The situation you describe above DOES NOT make multiple API calls.
It is analogous to the situation where you have an API call configured as “Data” and then do “Make Changes to a thing” where all fields that you are changing are diffferent fields of the return value from the same API call.
Let’s say your make changes step changes two fields, Foo and Bar on some thing.
Field Foo gets its update from “myApiCall’s ReturnedFoo”.
Field Bar gets its update from “myApiCall’s ReturnedBar”.
Further, the make changes step has an “Only when…” of “myApiCall’s Error is empty”.
Does Bubble execute THREE API calls to accomplish this? (That is, must it ping the API thrice to get the values of Error, returnedFoo, and ReturnedBar?)
No (as long as the parameters passed to all calls are the same), it does not.
If all “three” calls are identical, Bubble will execute the call just once. In this example, the API call would be forced to happen by the “Only when…”. Bubble must make the call to determine if Error is null.
However, it understands that, if the parameters there are the same as the parameters used in the data assignment part of the make changes dialog, I must be talking about the SAME CALL.
So, if Error comes back empty, it grabs ReturnedFoo and ReturnedBar from the “cached” results of the call forced by our “Only if…” condition.

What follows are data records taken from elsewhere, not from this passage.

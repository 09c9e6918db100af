#![allow(dead_code)]

use std::{
    collections::VecDeque,
    io,
    sync::{Arc, Mutex},
};

use ipgeo::{
    Error, LookupConfig,
    geo::{HttpResponse, Locator, Transport},
};

/// Replays queued responses and records every requested url.
#[derive(Clone, Default)]
pub struct MockTransport {
    responses: Arc<Mutex<VecDeque<Result<HttpResponse, String>>>>,
    requests: Arc<Mutex<Vec<String>>>,
}

impl MockTransport {
    pub fn respond(&self, status: u16, body: &str) -> &Self {
        self.responses
            .lock()
            .unwrap()
            .push_back(Ok(HttpResponse::new(status, body)));
        self
    }

    pub fn fail(&self, reason: &str) -> &Self {
        self.responses
            .lock()
            .unwrap()
            .push_back(Err(reason.to_string()));
        self
    }

    pub fn requests(&self) -> Vec<String> {
        self.requests.lock().unwrap().clone()
    }
}

impl Transport for MockTransport {
    async fn get(&self, url: &str) -> Result<HttpResponse, Error> {
        self.requests.lock().unwrap().push(url.to_string());
        let next = self.responses.lock().unwrap().pop_front();
        match next {
            Some(Ok(response)) => Ok(response),
            Some(Err(reason)) => Err(io::Error::new(io::ErrorKind::ConnectionRefused, reason).into()),
            None => panic!("unexpected request to {url}"),
        }
    }
}

pub fn locator(config: LookupConfig) -> (Locator<MockTransport>, MockTransport) {
    let transport = MockTransport::default();
    (Locator::with_transport(config, transport.clone()), transport)
}

pub const FREEGEOIP: &str = r#"{
    "ip": "192.30.253.113",
    "country_code": "US",
    "country_name": "United States",
    "region_code": "CA",
    "region_name": "California",
    "city": "San Francisco",
    "zip_code": "94107",
    "time_zone": "America/Los_Angeles",
    "latitude": 37.7697,
    "longitude": -122.3933,
    "metro_code": 807
}"#;

pub const IPSTACK: &str = r#"{
    "ip": "192.30.253.113",
    "type": "ipv4",
    "continent_code": "NA",
    "continent_name": "North America",
    "country_code": "US",
    "country_name": "United States",
    "region_code": "CA",
    "region_name": "California",
    "city": "San Francisco",
    "zip": "94107",
    "latitude": 37.7697,
    "longitude": -122.3933,
    "location": {
        "geoname_id": 5391959,
        "capital": "Washington D.C.",
        "languages": [
            {"code": "en", "name": "English", "native": "English"}
        ],
        "country_flag": "https://assets.ipstack.com/flags/us.svg",
        "calling_code": "1",
        "is_eu": false
    },
    "time_zone": {
        "id": "America/Los_Angeles",
        "current_time": "2019-04-09T04:23:51-07:00",
        "gmt_offset": -25200,
        "code": "PDT",
        "is_daylight_saving": true
    },
    "currency": {
        "code": "USD",
        "name": "US Dollar",
        "plural": "US dollars",
        "symbol": "$",
        "symbol_native": "$"
    },
    "connection": {
        "asn": 36459,
        "isp": "GitHub, Inc."
    }
}"#;

pub const IPINFO: &str = r#"{
    "ip": "192.30.253.113",
    "hostname": "lb-192-30-253-113-sea.github.com",
    "city": "San Francisco",
    "region": "California",
    "country": "US",
    "loc": "37.7697,-122.3933",
    "org": "AS36459 GitHub, Inc.",
    "phone": "415"
}"#;
use axum::Router;
use axum::http::StatusCode;

use crate::AppState;

mod lookup;

pub fn routes() -> Router<AppState> {
    Router::new()
        .nest("/lookup", lookup::routes())
        .fallback(|| async { StatusCode::NOT_FOUND })
}
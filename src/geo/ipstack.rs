use serde_json::{Map, Value};
use urlencoding::encode;

use super::{
    location::IpStackLocation,
    provider::{HttpProvider, Provider},
};
use crate::{Error, config::LookupConfig};

const BASE_URL: &str = "http://api.ipstack.com";

pub struct IpStack<'a> {
    access_key: &'a str,
}

impl<'a> IpStack<'a> {
    pub fn new(access_key: &'a str) -> Self {
        Self { access_key }
    }

    pub fn from_config(config: &'a LookupConfig) -> Self {
        Self::new(config.api_key())
    }
}

impl HttpProvider for IpStack<'_> {
    type Record = IpStackLocation;

    const PROVIDER: Provider = Provider::IpStack;

    fn request_url(&self, target: &str) -> String {
        format!(
            "{}/{}?access_key={}",
            BASE_URL,
            encode(target),
            encode(self.access_key)
        )
    }

    /// ipstack answers 200 with `{"success": false, "error": {..}}` on bad keys and quotas.
    fn check(&self, object: &Map<String, Value>) -> Result<(), Error> {
        if object.get("success").and_then(Value::as_bool) != Some(false) {
            return Ok(());
        }

        let error = object.get("error");
        let reason = error
            .and_then(|e| e.get("info"))
            .or_else(|| error.and_then(|e| e.get("type")))
            .and_then(Value::as_str)
            .unwrap_or("request was not successful");
        Err(Error::Provider {
            provider: Self::PROVIDER.name(),
            reason: reason.to_string(),
        })
    }
}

I have verified this by observing console data for APIs that I’ve written to be used with Bubble. In cases like this, the API is queried only once.
As for API WF on a List versus Scheduled Workflow, the interface to the former IS superior for the reasons you note.
But you can easily use API WF on a List on a single item. For the list, just send it the thing you want to operate on appended with the :make list
operator. That takes your individual object
and turns it into a list of object
type with just one list item.
(Said “list” is a copy of the object, represented as a single-item list. It does not mutate the original thing of course.)